If we lived in a world without double standards, the same people pushing back on homophobic language would also take a stand on transphobic language.

I present: “A Few Words From a Real, Live C*cksucking Fag: Transphobia Edit,” based on the essay “A Few Words From a Real, Live C*cksucking Fag” by Noah Michelson

[edit: please read the original essay before proceeding]

It’s true: I am a tranny. In case you’re unfamiliar with the phrase, it means I’m a woman who was assigned male at birth.

Recently several (presumably) cisgender gay men have had a lot to say about these terms and whether or not they’re okay to use, whether or not they should ever use them and whether or not those terms are (or should be) considered offensive by real, live trannies like me.

Seeing as I have some practical (humility keeps me from going so far as to say “impressive”) experience here, I’d like to clear up a few things for those men and anyone else who might be confused by these terms and/or when they can and should be used:

1. If you are a cisgender person, you do not get to use the words “tranny” or “shemale.” Ever. You just don’t. Even if all your friends are trans and everyone in your family is trans and they all say they’re fine with it (more on this below), it’s still not OK. Sorry. Choose another insult.

2. If, for some reason, you do use “tranny,” you don’t get to then insist, as drag queen RuPaul recently said, “no one has ever said the word “tranny” in a derogatory sense. In fact, you have to go to the intent of the person saying it. Of course Lance Bass, his intent would never be to be derogatory. Never. So, you know, that’s really ridiculous. And I hate the fact that he’s apologized. I wish he would have said, ‘F-you, you tranny jerk!,” that trans women should “ Change your mind about yourself being a ‘tranny.’” For millions of trans women, that word is only charged with meaning: There’s a surge of crackling, bright-blue electricity sprinting down the corridor between our heads and our hearts whenever we hear or see it. It’s the word we hear just before a fist meets our eye socket or a bottle is brought down upon our skull. It’s the word that has told us we are dangerous and filthy and evil. It’s the word that has led too many of us to our ends (real or imagined) too soon.

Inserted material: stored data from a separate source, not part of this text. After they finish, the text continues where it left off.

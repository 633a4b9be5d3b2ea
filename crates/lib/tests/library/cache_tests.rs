use stagegate_lib::descriptor::StageId;
use stagegate_lib::execute::{ExecuteConfig, Orchestrator, ShellExecutor, StageFailure, StageStatus};
use stagegate_lib::ledger::LedgerStore;
use std::sync::Arc;
use tempfile::TempDir;

use super::common::{native_descriptor, orchestrator, plan};

#[tokio::test]
async fn second_run_reuses_cached_stages() {
  let temp = TempDir::new().unwrap();
  let descriptor = native_descriptor("alpine-runtime", "cat app/native.bin");

  let first = orchestrator(temp.path()).run(plan(&descriptor)).await;
  assert!(first.succeeded);
  assert!(first.stages.iter().all(|s| !s.cache_hit));

  let second = orchestrator(temp.path()).run(plan(&descriptor)).await;
  assert!(second.succeeded);
  assert!(second.stages.iter().all(|s| s.cache_hit));

  // Checks still gate a cached stage.
  let runtime = second.stage(&StageId::new("runtime")).unwrap();
  assert_eq!(runtime.checks.len(), 1);

  let hashes = |r: &stagegate_lib::execute::RunReport| {
    r.artifacts
      .iter()
      .map(|a| (a.path.clone(), a.content_hash.clone()))
      .collect::<Vec<_>>()
  };
  assert_eq!(hashes(&first), hashes(&second));
}

#[tokio::test]
async fn changed_commands_miss_the_cache() {
  let temp = TempDir::new().unwrap();
  let first = native_descriptor("alpine-runtime", "cat app/native.bin");
  let changed = first.replace("printf 'elf-amd64'", "printf 'elf-amd64 v2'");

  orchestrator(temp.path()).run(plan(&first)).await;
  let report = orchestrator(temp.path()).run(plan(&changed)).await;

  assert!(report.succeeded);
  assert!(report.stages.iter().all(|s| !s.cache_hit));
}

#[tokio::test]
async fn nondeterministic_stage_fails_reproducibility_check() {
  let descriptor = r#"
stages:
  - id: stamp
    base_image: alpine-builder
    commands:
      - mkdir -p out && od -An -N8 -tx8 /dev/urandom > out/stamp
    artifacts:
      - path: /out/stamp
"#;
  let temp = TempDir::new().unwrap();
  orchestrator(temp.path()).run(plan(descriptor)).await;

  let config = ExecuteConfig {
    verify_reproducible: true,
    ..Default::default()
  };
  let report = Orchestrator::new(Arc::new(ShellExecutor::new(temp.path().join("work"))), config)
    .with_store(LedgerStore::new(temp.path().join("data")))
    .run(plan(descriptor))
    .await;

  let stamp = report.stage(&StageId::new("stamp")).unwrap();
  assert_eq!(stamp.status, StageStatus::Failed);
  assert!(matches!(
    stamp.failure,
    Some(StageFailure::ArtifactMutationConflict { .. })
  ));
}
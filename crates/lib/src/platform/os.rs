use std::fmt;
use std::str::FromStr;

use serde::{Deserialize, Serialize};

use super::PlatformError;

/// Operating system variants a stage can target
#[derive(Debug, Clone, Copy, PartialEq, Eq, PartialOrd, Ord, Hash, Serialize, Deserialize)]
#[serde(try_from = "String", into = "String")]
pub enum Os {
  Linux,
  MacOs,
  Windows,
}

impl Os {
  /// Detect the current operating system at runtime
  pub fn current() -> Option<Self> {
    match std::env::consts::OS {
      "linux" => Some(Self::Linux),
      "macos" => Some(Self::MacOs),
      "windows" => Some(Self::Windows),
      _ => None,
    }
  }

  /// Returns the lowercase string identifier for this OS
  pub fn as_str(&self) -> &'static str {
    match self {
      Self::Linux => "linux",
      Self::MacOs => "darwin",
      Self::Windows => "windows",
    }
  }
}

impl fmt::Display for Os {
  fn fmt(&self, f: &mut fmt::Formatter<'_>) -> fmt::Result {
    write!(f, "{}", self.as_str())
  }
}

impl FromStr for Os {
  type Err = PlatformError;

  fn from_str(s: &str) -> Result<Self, Self::Err> {
    match s.to_ascii_lowercase().as_str() {
      "linux" => Ok(Self::Linux),
      "darwin" | "macos" => Ok(Self::MacOs),
      "windows" => Ok(Self::Windows),
      other => Err(PlatformError::UnknownOs(other.to_string())),
    }
  }
}

impl TryFrom<String> for Os {
  type Error = PlatformError;

  fn try_from(value: String) -> Result<Self, Self::Error> {
    value.parse()
  }
}

impl From<Os> for String {
  fn from(os: Os) -> Self {
    os.as_str().to_string()
  }
}
//! Build plans: a descriptor validated, resolved and ready to execute.

use std::sync::Arc;

use tracing::{debug, info};

use crate::descriptor::{BuildDescriptor, StageId};
use crate::graph::{ResolvedPlatforms, StageGraph, resolve_all};
use crate::platform::{CompatibilityPredicate, ImageRegistry, PlatformOverride, PlatformTarget};
use crate::transfer::{TransferError, preflight};
use crate::verify::VerificationGate;

use super::types::PlanError;

/// The validated graph, effective platforms and registered checks of one run.
///
/// Building a plan has no side effects; every structural or resolution error
/// surfaces here, before any stage executes.
#[derive(Debug, Clone)]
pub struct BuildPlan {
  graph: StageGraph,
  platforms: ResolvedPlatforms,
  gate: VerificationGate,
  predicate: Arc<dyn CompatibilityPredicate>,
}

impl BuildPlan {
  pub fn new(
    descriptor: &BuildDescriptor,
    registry: &ImageRegistry,
    over: Option<&PlatformOverride>,
  ) -> Result<Self, PlanError> {
    let graph = StageGraph::from_descriptor(descriptor)?;
    let platforms = resolve_all(&graph, registry, over).map_err(PlanError::Resolve)?;
    let gate = VerificationGate::from_graph(&graph);

    for (stage, platform) in platforms.iter() {
      debug!(stage = %stage, platform = %platform, "resolved platform");
    }
    info!(
      stages = graph.len(),
      checks = gate.len(),
      target = %graph.terminal(),
      policy = %registry.policy,
      "build plan ready"
    );

    Ok(Self {
      graph,
      platforms,
      gate,
      predicate: Arc::new(registry.policy),
    })
  }

  pub fn graph(&self) -> &StageGraph {
    &self.graph
  }

  pub fn platforms(&self) -> &ResolvedPlatforms {
    &self.platforms
  }

  pub fn platform(&self, stage: &StageId) -> Option<&PlatformTarget> {
    self.platforms.get(stage)
  }

  pub fn gate(&self) -> &VerificationGate {
    &self.gate
  }

  pub fn predicate(&self) -> &dyn CompatibilityPredicate {
    self.predicate.as_ref()
  }

  /// Transfers predicted to fail from declared kinds and resolved platforms.
  pub fn preflight(&self) -> Vec<TransferError> {
    preflight(&self.graph, &self.platforms, self.predicate.as_ref())
  }
}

3. What’s more, claiming, as you did in a recent tweet, that the word “tranny” doesn’t refer to trans women but is a way of cis gay men labeling themselves isn’t any better. It reveals that you either equate being trans with being a drag queen or don’t understand the intimate relationship between transphobia and sexism. Or you do understand but just don’t care.

4. As a tranny, I do get to use that word. And so do my she-male friends if they should choose to do so (and, it should be noted, many of them don’t). It stitches us together with a shared history of pain and violence and strength and resilience, and if and when we choose to reclaim and use it to define ourselves, it is ours to do with it as we please. We have earned that right.

5. If you are a cisgender person and say “she-male” as a method of boosting ratings, as RuPaul did last month, admit it, offer a heartfelt apology and then work on your shit and try not to do it again. I get it: You grew up in a transphobic, sexist society, and learned behavior is hard to unlearn. That is incredibly challenging. But tough luck. And claiming that you weren’t referring to trans women, is not appropriate or convincing, either. (I mean, really?)

6. You can’t (sort-of-kind-of) address your alleged use of the word “she-male” but then not discuss your use of “tranny.” “she-male,” when used in a situation like this, is also a transphobic and sexist slur that functions to demean trans women by casting them as less than real women.

7. You can’t claim to have trans people’s backs and use words like “tranny” or “she-male” as slurs. And if you do, you don’t get to trot out your trans friends, as you appeared to do, to defend you. (And really, people connected with the show, Noah?) You can have a trans friend or even a trans sibling or parent and still be transphobic or make transphobic statements. Hell, you can be trans and still make transphobic statements. When you’ve been told how disgusting you are for your entire life, it only makes sense that a little of that might have rubbed off on you too.

Ultimately, if you aren’t virulently transphobic and simply made a mistake, I don’t think you should be paraded out to the stocks and humiliated or punished. That doesn’t change people; it just makes them angrier or more bitter or helps them miss the point entirely because they’re so blinded by and busy deflecting the heat of the rage they’re receiving. But you should be held accountable for what you say and do.

I just want people to start thinking twice about what they’re saying and why. Words do have meaning. Words are important. Words make things happen. And they have consequences. We can push for equality and pass all the laws we want in hopes of achieving it, but as long as terms like “tranny” and “she-male” are used against us or to shame anyone — trans or not — we will never truly be liberated, because the underlying attitudes and assumptions we’re operating with will still be inherently transphobic.

So let’s grow up, give it up and spend our energy living life instead of using words that define our painful past. I promise it’s a lot more fun, and it’s much less likely that anyone will get hurt.